- Developer: Ivan Mackintosh
- Publisher: Red Rat Software
- Artist: Richard Munns
- Composer: Richard Munns
- Platform: Atari 8-bit
- Release: 1987
- Genres: Maze, shooter
- Mode: Single-player

= Space Lobsters =

1987 video game

Space Lobsters is a 1987 flip‑screen maze-shooter video game developed and published by Red Rat Software for the Atari 8-bit computers. Players guide Captain Crumble through the gargantuan alien starship Colossus, shooting hostile crustaceans and robot guardians while searching more than 150 rooms for computer codes needed to activate the escape pod.

==Reception==
Page 6 magazine, an independent UK Atari journal, reviewed the game in issue 27. The reviewer praised the variety of rooms and the sense of exploration, describing Space Lobsters as "fast, colourful and good value for money" though they felt the cramped play window kept it from greatness.

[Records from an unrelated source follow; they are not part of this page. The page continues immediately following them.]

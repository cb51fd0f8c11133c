// SPDX-License-Identifier: BUSL-1.1
// Copyright (c) 2026 Alfred Jean LLC

//! Integration tests for the metadata routes.
//!
//! Uses `axum_test::TestServer` — no real TCP needed.

use std::sync::Arc;
use std::time::Duration;

use axum::http::StatusCode;
use axum_test::TestServer;
use tokio::time::Instant;

use imdsd::credential::store::CredentialStore;
use imdsd::credential::CredentialSet;
use imdsd::test_support::{epoch_2026, issued, test_state, TEST_ROLE_NAME};
use imdsd::transport::{build_router, CREDENTIALS_PATH};

fn test_server(store: &Arc<CredentialStore>) -> anyhow::Result<TestServer> {
    TestServer::new(build_router(test_state(store))).map_err(|e| anyhow::anyhow!("{e}"))
}

fn committed_store(n: u32) -> Arc<CredentialStore> {
    let store = CredentialStore::new();
    let set = CredentialSet::issued(issued(n), epoch_2026(), Duration::from_secs(1200));
    store.try_commit(set, Instant::now());
    store
}

#[tokio::test]
async fn root_redirects_to_listing() -> anyhow::Result<()> {
    let server = test_server(&CredentialStore::new())?;
    let resp = server.get("/").await;
    resp.assert_status(StatusCode::FOUND);
    assert_eq!(resp.header("location"), CREDENTIALS_PATH);
    Ok(())
}

#[tokio::test]
async fn unmatched_paths_redirect_to_listing() -> anyhow::Result<()> {
    let server = test_server(&CredentialStore::new())?;
    for path in ["/latest/meta-data/", "/latest/meta-data/iam/security-credentials", "/nope"] {
        let resp = server.get(path).await;
        resp.assert_status(StatusCode::FOUND);
        assert_eq!(resp.header("location"), CREDENTIALS_PATH);
    }
    Ok(())
}

#[tokio::test]
async fn listing_returns_role_name_as_plain_text() -> anyhow::Result<()> {
    let server = test_server(&CredentialStore::new())?;
    let resp = server.get(CREDENTIALS_PATH).await;
    resp.assert_status_ok();
    resp.assert_text(TEST_ROLE_NAME);
    let content_type = resp.header("content-type");
    assert!(content_type.to_str()?.starts_with("text/plain"));
    Ok(())
}

#[tokio::test]
async fn listing_is_independent_of_cache_state() -> anyhow::Result<()> {
    let empty = test_server(&CredentialStore::new())?;
    let populated = test_server(&committed_store(1))?;
    assert_eq!(
        empty.get(CREDENTIALS_PATH).await.text(),
        populated.get(CREDENTIALS_PATH).await.text()
    );
    Ok(())
}

#[tokio::test]
async fn role_route_serves_cached_document() -> anyhow::Result<()> {
    let server = test_server(&committed_store(4))?;
    let resp = server.get(&format!("{CREDENTIALS_PATH}{TEST_ROLE_NAME}")).await;
    resp.assert_status_ok();

    let body: serde_json::Value = resp.json();
    assert_eq!(body["Code"], "Success");
    assert_eq!(body["Type"], "AWS-HMAC");
    assert_eq!(body["AccessKeyId"], "ASIA000000000004");
    assert_eq!(body["SecretAccessKey"], "secret-4");
    assert_eq!(body["Token"], "token-4");
    assert_eq!(body["LastUpdated"], "2026-01-01T00:00:00Z");
    assert_eq!(body["Expiration"], "2026-01-01T00:20:00Z");
    Ok(())
}

#[tokio::test]
async fn role_route_reflects_later_commits() -> anyhow::Result<()> {
    let store = committed_store(1);
    let server = test_server(&store)?;
    let path = format!("{CREDENTIALS_PATH}{TEST_ROLE_NAME}");

    let before: CredentialSet = server.get(&path).await.json();
    assert_eq!(before.access_key_id, "ASIA000000000001");

    let next = CredentialSet::issued(issued(2), epoch_2026(), Duration::from_secs(1200));
    store.try_commit(next.clone(), Instant::now());

    let after: CredentialSet = server.get(&path).await.json();
    assert_eq!(after, next);
    Ok(())
}

#[tokio::test]
async fn empty_store_serves_failure_document() -> anyhow::Result<()> {
    let server = test_server(&CredentialStore::new())?;
    let resp = server.get(&format!("{CREDENTIALS_PATH}{TEST_ROLE_NAME}")).await;
    resp.assert_status_ok();

    let body: serde_json::Value = resp.json();
    assert_eq!(body["Code"], "Failure");
    assert_eq!(body["AccessKeyId"], "");
    Ok(())
}

#[tokio::test]
async fn unknown_role_returns_404() -> anyhow::Result<()> {
    let server = test_server(&committed_store(1))?;
    let resp = server.get(&format!("{CREDENTIALS_PATH}some-other-role")).await;
    resp.assert_status(StatusCode::NOT_FOUND);

    let body: serde_json::Value = resp.json();
    assert_eq!(body["error"]["code"], "ROLE_NOT_FOUND");
    Ok(())
}
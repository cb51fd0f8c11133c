// SPDX-License-Identifier: BUSL-1.1
// Copyright (c) 2026 Alfred Jean LLC

//! Shared test infrastructure: a scripted identity provider and helpers.

use std::sync::atomic::{AtomicBool, AtomicU32, Ordering};
use std::sync::Arc;
use std::time::Duration;

use chrono::{DateTime, Utc};
use parking_lot::Mutex;

use crate::config::Config;
use crate::credential::provider::{
    AssumeRoleRequest, IdentityProvider, IssuedCredentials, ProviderFuture,
};
use crate::credential::store::CredentialStore;
use crate::state::ImdsState;

pub const TEST_ROLE_ARN: &str = "arn:aws:iam::123456789012:role/imds-test";
pub const TEST_CALLER_ARN: &str = "arn:aws:iam::123456789012:user/alice";
pub const TEST_ROLE_NAME: &str = "dummy-iamrole";

/// Credential material tagged with `n` in every field, so a reader can tell
/// whether all fields of a snapshot came from the same issue.
pub fn issued(n: u32) -> IssuedCredentials {
    IssuedCredentials {
        access_key_id: format!("ASIA{n:012}"),
        secret_access_key: format!("secret-{n}"),
        session_token: format!("token-{n}"),
        expires_at: None,
    }
}

/// 2026-01-01T00:00:00Z.
pub fn epoch_2026() -> DateTime<Utc> {
    DateTime::<Utc>::from_timestamp(1_767_225_600, 0).unwrap_or_default()
}

/// Identity provider whose behaviour tests flip at runtime.
///
/// Successful calls return [`issued`] with the 1-based call number.
pub struct FakeProvider {
    calls: AtomicU32,
    failing: AtomicBool,
    delay: Mutex<Option<Duration>>,
    caller_arn: Mutex<Option<String>>,
    requests: Mutex<Vec<AssumeRoleRequest>>,
}

impl FakeProvider {
    pub fn new() -> Arc<Self> {
        Arc::new(Self {
            calls: AtomicU32::new(0),
            failing: AtomicBool::new(false),
            delay: Mutex::new(None),
            caller_arn: Mutex::new(Some(TEST_CALLER_ARN.to_owned())),
            requests: Mutex::new(Vec::new()),
        })
    }

    /// A provider that fails every call until told otherwise.
    pub fn failing() -> Arc<Self> {
        let provider = Self::new();
        provider.set_failing(true);
        provider
    }

    pub fn set_failing(&self, failing: bool) {
        self.failing.store(failing, Ordering::SeqCst);
    }

    /// Delay every subsequent `assume_role` call by `delay`.
    pub fn set_delay(&self, delay: Option<Duration>) {
        *self.delay.lock() = delay;
    }

    /// `None` makes the caller identity query fail.
    pub fn set_caller_arn(&self, arn: Option<&str>) {
        *self.caller_arn.lock() = arn.map(str::to_owned);
    }

    /// Number of `assume_role` calls started so far.
    pub fn calls(&self) -> u32 {
        self.calls.load(Ordering::SeqCst)
    }

    pub fn requests(&self) -> Vec<AssumeRoleRequest> {
        self.requests.lock().clone()
    }
}

impl IdentityProvider for FakeProvider {
    fn assume_role<'a>(
        &'a self,
        request: &'a AssumeRoleRequest,
    ) -> ProviderFuture<'a, IssuedCredentials> {
        Box::pin(async move {
            let n = self.calls.fetch_add(1, Ordering::SeqCst) + 1;
            self.requests.lock().push(request.clone());
            let delay = *self.delay.lock();
            if let Some(delay) = delay {
                tokio::time::sleep(delay).await;
            }
            if self.failing.load(Ordering::SeqCst) {
                anyhow::bail!("simulated provider outage (call {n})");
            }
            Ok(issued(n))
        })
    }

    fn caller_arn(&self) -> ProviderFuture<'_, String> {
        Box::pin(async move {
            self.caller_arn
                .lock()
                .clone()
                .ok_or_else(|| anyhow::anyhow!("simulated identity query failure"))
        })
    }
}

/// Config parsed the way the binary parses it, listening on an ephemeral port.
pub fn test_config() -> anyhow::Result<Config> {
    use clap::Parser;
    Ok(Config::try_parse_from([
        "imdsd",
        "--role-arn",
        TEST_ROLE_ARN,
        "--host",
        "127.0.0.1",
        "--port",
        "0",
        "--role-name",
        TEST_ROLE_NAME,
    ])?)
}

/// Router state over `store` advertising [`TEST_ROLE_NAME`].
pub fn test_state(store: &Arc<CredentialStore>) -> Arc<ImdsState> {
    Arc::new(ImdsState::new(TEST_ROLE_NAME, store.reader()))
}

/// Assert that `$expr` is an `Err` whose message contains `$substr`.
#[macro_export]
macro_rules! assert_err_contains {
    ($expr:expr, $substr:expr) => {{
        let result = $expr;
        let err = result.expect_err(concat!("expected Err for: ", stringify!($expr)));
        let msg = err.to_string();
        assert!(msg.contains($substr), "expected error containing {:?}, got: {msg:?}", $substr);
    }};
}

Atari User magazine awarded the game 7/10 overall. Reviewer Victor Laszlo praised its split‑screen graphics mix and "good, animated blast'em, run away, turn around and shoot'em again style" highlighting more than 150 screens and teleport mechanics. Sound, graphics, and value for money each scored 7/10, with playability rated 8/10. German magazine Aktueller Software Markt called the game "an appealing maze shooter" for Atari owners starved of new titles. The writer commended its colorful background art and smooth animation, though criticized the tiny playfield and repetitive in‑game sound.